Brexit: ‘Significant differences’ remain between UK and EU at end of latest talks, Michel Barnier warns

EU Brexit negotiator Michel Barnier has said that “significant differences” remain at the end of the latest round of trade talks, and accused the UK of failing to “engage” on major issues.

And Mr Barnier confirmed that there was no agreement on the crucial issue of whether the UK will be granted “third party” status giving it automatic rights to export food products into the EU customs area after 1 January. 

The issue is at the heart of the current row over the Brexit withdrawal agreement, as UK ministers believe that if the designation is withheld, exports of food from the British mainland to Northern Ireland could be blocked.

Speaking shortly after completing the eighth round of talks on an EU/UK trade deal with Boris Johnson’s chief negotiator David Frost, Mr Barnier made clear that no significant progress had been made.

And he said the EU was “intensifying its preparedness work” to be ready for a possible disruptive no-deal Brexit at the start of next year. 

In comments ahead of the talks, both Mr Johnson and Lord Frost cast this week as a critical moment to make a breakthrough in the stalled trade talks, calling on Brussels to show “realism” and reach a deal by the PM’s self-imposed deadline of 15 October.
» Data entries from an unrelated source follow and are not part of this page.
//! CLI module for the bg-eraser pipeline
//!
//! This module is only available when the "cli" feature is enabled.

mod config;
#[path = "main.rs"]
mod main_impl;

pub use main_impl::{main, Cli, CliStrategy};
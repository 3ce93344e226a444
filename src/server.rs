//! HTTP upload server
//!
//! Endpoints:
//! - POST /api/upload - multipart upload, field `image`
//! - GET /health - health check
//! - GET /images-input/* and /images-output/* - stored artifacts
//!
//! Every upload answers with the serialized [`PipelineOutcome`]; the status
//! code follows [`ErrorKind::http_status`](crate::error::ErrorKind::http_status).

use crate::{
    error::{BgEraserError, Result},
    processor::UploadProcessor,
    services::format::OCTET_STREAM,
    tracing_config::spans,
    types::{Bucket, PipelineOutcome, PipelineStage, PipelineTimings, UploadRequest},
    utils::NumericValidator,
};
use axum::{
    extract::{
        multipart::{MultipartError, MultipartRejection},
        DefaultBodyLimit, Multipart, State,
    },
    http::{header::CONTENT_LENGTH, HeaderMap, StatusCode},
    routing::{get, post},
    Json, Router,
};
use serde_json::{json, Value};
use std::sync::Arc;
use tower_http::{cors::CorsLayer, services::ServeDir, trace::TraceLayer};
use tracing::{debug, Instrument};

/// Room for multipart boundaries and headers on top of the upload ceiling
pub const MULTIPART_SLACK_BYTES: u64 = 64 * 1024;

/// Multipart field carrying the uploaded file
pub const UPLOAD_FIELD: &str = "image";

/// HTTP server state shared across handlers
#[derive(Clone)]
struct ServerState {
    processor: Arc<UploadProcessor>,
}

/// HTTP server exposing the upload pipeline
pub struct UploadServer {
    bind_address: String,
    processor: Arc<UploadProcessor>,
}

impl UploadServer {
    /// Create a server bound to the configured address
    #[must_use]
    pub fn new(processor: Arc<UploadProcessor>) -> Self {
        Self {
            bind_address: processor.config().server.bind_address.clone(),
            processor,
        }
    }

    /// Override the bind address
    #[must_use]
    pub fn with_bind_address<S: Into<String>>(mut self, bind_address: S) -> Self {
        self.bind_address = bind_address.into();
        self
    }

    /// Build the router with all endpoints
    ///
    /// # Errors
    /// - The body limit does not fit in memory on this platform
    pub fn build_router(&self) -> Result<Router> {
        build_router(Arc::clone(&self.processor))
    }

    /// Start the HTTP server; returns after Ctrl-C
    ///
    /// # Errors
    /// - Invalid bind address
    /// - The address cannot be bound
    pub async fn serve(self) -> Result<()> {
        let addr: std::net::SocketAddr = self.bind_address.parse().map_err(|e| {
            BgEraserError::invalid_config(format!(
                "Invalid bind address '{}': {}",
                self.bind_address, e
            ))
        })?;

        self.processor.store().ensure_buckets().await?;
        let router = self.build_router()?;

        let listener = tokio::net::TcpListener::bind(addr)
            .await
            .map_err(|e| BgEraserError::unexpected(format!("Failed to bind {}: {}", addr, e)))?;

        tracing::info!(
            address = %addr,
            backend = self.processor.backend_name(),
            "Starting upload server"
        );

        axum::serve(listener, router)
            .with_graceful_shutdown(shutdown_signal())
            .await
            .map_err(|e| BgEraserError::unexpected(format!("Server error: {}", e)))?;

        tracing::info!("Upload server stopped");
        Ok(())
    }
}

/// Build the upload router around a shared processor
///
/// # Errors
/// - The body limit does not fit in memory on this platform
pub fn build_router(processor: Arc<UploadProcessor>) -> Result<Router> {
    let limit = NumericValidator::safe_add_u64(
        processor.config().validation.max_upload_bytes,
        MULTIPART_SLACK_BYTES,
    )?;
    let limit = NumericValidator::validate_u64_to_usize(limit)?;

    let input_dir = processor.store().bucket_dir(Bucket::Input);
    let output_dir = processor.store().bucket_dir(Bucket::Output);
    let state = ServerState { processor };

    Ok(Router::new()
        .route("/health", get(health_handler))
        .route("/api/upload", post(upload_handler))
        .layer(DefaultBodyLimit::max(limit))
        .nest_service(
            &format!("/{}", Bucket::Input.dir_name()),
            ServeDir::new(input_dir),
        )
        .nest_service(
            &format!("/{}", Bucket::Output.dir_name()),
            ServeDir::new(output_dir),
        )
        .with_state(state)
        .layer(TraceLayer::new_for_http())
        .layer(CorsLayer::permissive()))
}

async fn shutdown_signal() {
    if let Err(e) = tokio::signal::ctrl_c().await {
        tracing::warn!("Failed to listen for Ctrl-C: {}", e);
        std::future::pending::<()>().await;
    }
}

// Handler implementations

/// Health check endpoint
async fn health_handler(State(state): State<ServerState>) -> Json<Value> {
    Json(json!({
        "status": "ok",
        "backend": state.processor.backend_name(),
    }))
}

/// Upload endpoint
async fn upload_handler(
    State(state): State<ServerState>,
    headers: HeaderMap,
    multipart: std::result::Result<Multipart, MultipartRejection>,
) -> (StatusCode, Json<PipelineOutcome>) {
    let request_id = uuid::Uuid::new_v4().to_string();
    let max = state.processor.config().validation.max_upload_bytes;

    let outcome = async {
        let upload = match multipart {
            Ok(multipart) => read_upload(multipart).await,
            Err(rejection) => {
                debug!("Upload is not a multipart body: {}", rejection.body_text());
                Ok(None)
            },
        };

        match upload {
            Ok(upload) => state.processor.process_upload(upload).await,
            Err(e) => {
                let err = if e.status() == StatusCode::PAYLOAD_TOO_LARGE {
                    BgEraserError::TooLarge {
                        size: declared_length(&headers).unwrap_or_else(|| max.saturating_add(1)),
                        max,
                    }
                } else {
                    debug!("Unreadable multipart body: {}", e.body_text());
                    BgEraserError::MissingFile
                };
                crate::tracing_config::events::upload_failed(PipelineStage::Start, &err);
                PipelineOutcome::failed(PipelineStage::Start, None, &err, PipelineTimings::new())
            },
        }
    }
    .instrument(spans::http_upload(&request_id))
    .await;

    let status = outcome
        .error_kind()
        .map_or(StatusCode::OK, |kind| {
            StatusCode::from_u16(kind.http_status()).unwrap_or(StatusCode::INTERNAL_SERVER_ERROR)
        });

    (status, Json(outcome))
}

/// Pull the `image` field out of the multipart body, if present
async fn read_upload(
    mut multipart: Multipart,
) -> std::result::Result<Option<UploadRequest>, MultipartError> {
    while let Some(field) = multipart.next_field().await? {
        if field.name() != Some(UPLOAD_FIELD) {
            continue;
        }

        let mime_type = field.content_type().unwrap_or(OCTET_STREAM).to_string();
        let file_name = field.file_name().unwrap_or("upload").to_string();
        let bytes = field.bytes().await?;

        return Ok(Some(UploadRequest::new(bytes.to_vec(), mime_type, file_name)));
    }
    Ok(None)
}

fn declared_length(headers: &HeaderMap) -> Option<u64> {
    headers
        .get(CONTENT_LENGTH)
        .and_then(|value| value.to_str().ok())
        .and_then(|value| value.parse().ok())
}
//! Artifact storage service
//!
//! Persists uploaded originals and removal results under an injected storage
//! root. Every save creates a new, uniquely named file; nothing is ever
//! overwritten.

use crate::{
    error::{BgEraserError, Result},
    services::format::MediaFormatHandler,
    types::{ArtifactRecord, Bucket},
};
use chrono::Utc;
use std::path::{Path, PathBuf};
use tokio::io::{AsyncWrite, AsyncWriteExt};
use tracing::{debug, instrument, warn};
use uuid::Uuid;

/// Append-only blob store rooted at a directory
#[derive(Debug, Clone)]
pub struct ArtifactStore {
    root: PathBuf,
}

impl ArtifactStore {
    /// Create a store rooted at `root`. No I/O happens until the first save.
    pub fn new<P: Into<PathBuf>>(root: P) -> Self {
        Self { root: root.into() }
    }

    /// Storage root directory
    #[must_use]
    pub fn root(&self) -> &Path {
        &self.root
    }

    /// Directory backing a bucket
    #[must_use]
    pub fn bucket_dir(&self, bucket: Bucket) -> PathBuf {
        self.root.join(bucket.dir_name())
    }

    /// On-disk path of a stored artifact
    #[must_use]
    pub fn path_for(&self, record: &ArtifactRecord) -> PathBuf {
        self.bucket_dir(record.bucket).join(&record.file_name)
    }

    /// Create both bucket directories if missing
    ///
    /// # Errors
    /// - `StorageWriteFailed` when a directory cannot be created
    pub async fn ensure_buckets(&self) -> Result<()> {
        for bucket in Bucket::all() {
            let dir = self.bucket_dir(bucket);
            tokio::fs::create_dir_all(&dir)
                .await
                .map_err(|e| BgEraserError::file_io_error("create bucket directory", &dir, &e))?;
        }
        Ok(())
    }

    /// Persist `bytes` as a new artifact in `bucket`
    ///
    /// # Errors
    /// - `StorageWriteFailed` when the directory or file cannot be written.
    ///   Failures are surfaced as-is and never retried. A partially written
    ///   file is removed before returning.
    #[instrument(skip(self, bytes), fields(size = bytes.len()))]
    pub async fn save(
        &self,
        bytes: &[u8],
        suggested_extension: &str,
        bucket: Bucket,
    ) -> Result<ArtifactRecord> {
        let dir = self.bucket_dir(bucket);
        tokio::fs::create_dir_all(&dir)
            .await
            .map_err(|e| BgEraserError::file_io_error("create bucket directory", &dir, &e))?;

        let extension = Self::sanitize_extension(suggested_extension);
        let file_name = format!("{}{}.{}", Uuid::new_v4(), bucket.name_suffix(), extension);
        let path = dir.join(&file_name);

        // create_new refuses to touch an existing file
        let mut file = tokio::fs::OpenOptions::new()
            .write(true)
            .create_new(true)
            .open(&path)
            .await
            .map_err(|e| BgEraserError::file_io_error("create artifact", &path, &e))?;

        Self::write_or_discard(file, bytes, &path).await?;

        let record = ArtifactRecord {
            locator: format!("/{}/{}", bucket.dir_name(), file_name),
            mime_type: MediaFormatHandler::mime_for_extension(&extension).to_string(),
            size_bytes: bytes.len() as u64,
            bucket,
            file_name,
            created_at: Utc::now(),
        };

        debug!(locator = %record.locator, "Artifact stored");
        Ok(record)
    }

    /// Write `bytes` through `writer`, removing `path` if the write fails
    ///
    /// Removal is best effort; the write error is what the caller sees.
    async fn write_or_discard<W>(mut writer: W, bytes: &[u8], path: &Path) -> Result<()>
    where
        W: AsyncWrite + Unpin,
    {
        let written = match writer.write_all(bytes).await {
            Ok(()) => writer
                .flush()
                .await
                .map_err(|e| BgEraserError::file_io_error("flush artifact", path, &e)),
            Err(e) => Err(BgEraserError::file_io_error("write artifact", path, &e)),
        };
        drop(writer);

        if written.is_err() {
            if let Err(e) = tokio::fs::remove_file(path).await {
                warn!(path = %path.display(), error = %e, "Failed to remove partial artifact");
            }
        }
        written
    }

    /// Lowercase alphanumeric extension, `bin` when nothing usable remains
    fn sanitize_extension(extension: &str) -> String {
        let cleaned: String = extension
            .trim_start_matches('.')
            .chars()
            .filter(char::is_ascii_alphanumeric)
            .take(8)
            .collect::<String>()
            .to_ascii_lowercase();
        if cleaned.is_empty() {
            "bin".to_string()
        } else {
            cleaned
        }
    }
}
But following three days of discussions in London, Mr Barnier said: “Significant differences remain in areas of essential interest for the EU.”

He said the UK continued to refuse “indispensable” guarantees on fair competition and social, environmental, labour and climate standards in return for access to the European single market.

And he said the British side had “not engaged on other major issues, such as credible horizontal dispute settlement mechanisms, essential safeguards for judicial cooperation and law enforcement, fisheries, or level playing field requirements in the areas of transport and energy”

He called for more “clarity” about Great Britain’s future animal sanitation and health standards after it stops observing EU rules on 1 January.

The “many uncertainties” on the issue meant it was currently not possible to grant the UK third-party status, he said.

And he added: “To conclude a future partnership, mutual trust and confidence are and will be necessary.

“The chief negotiators and their teams will remain in contact over the coming days. At the same time, the EU is intensifying its preparedness work to be ready for all scenarios on 1 January 2021.”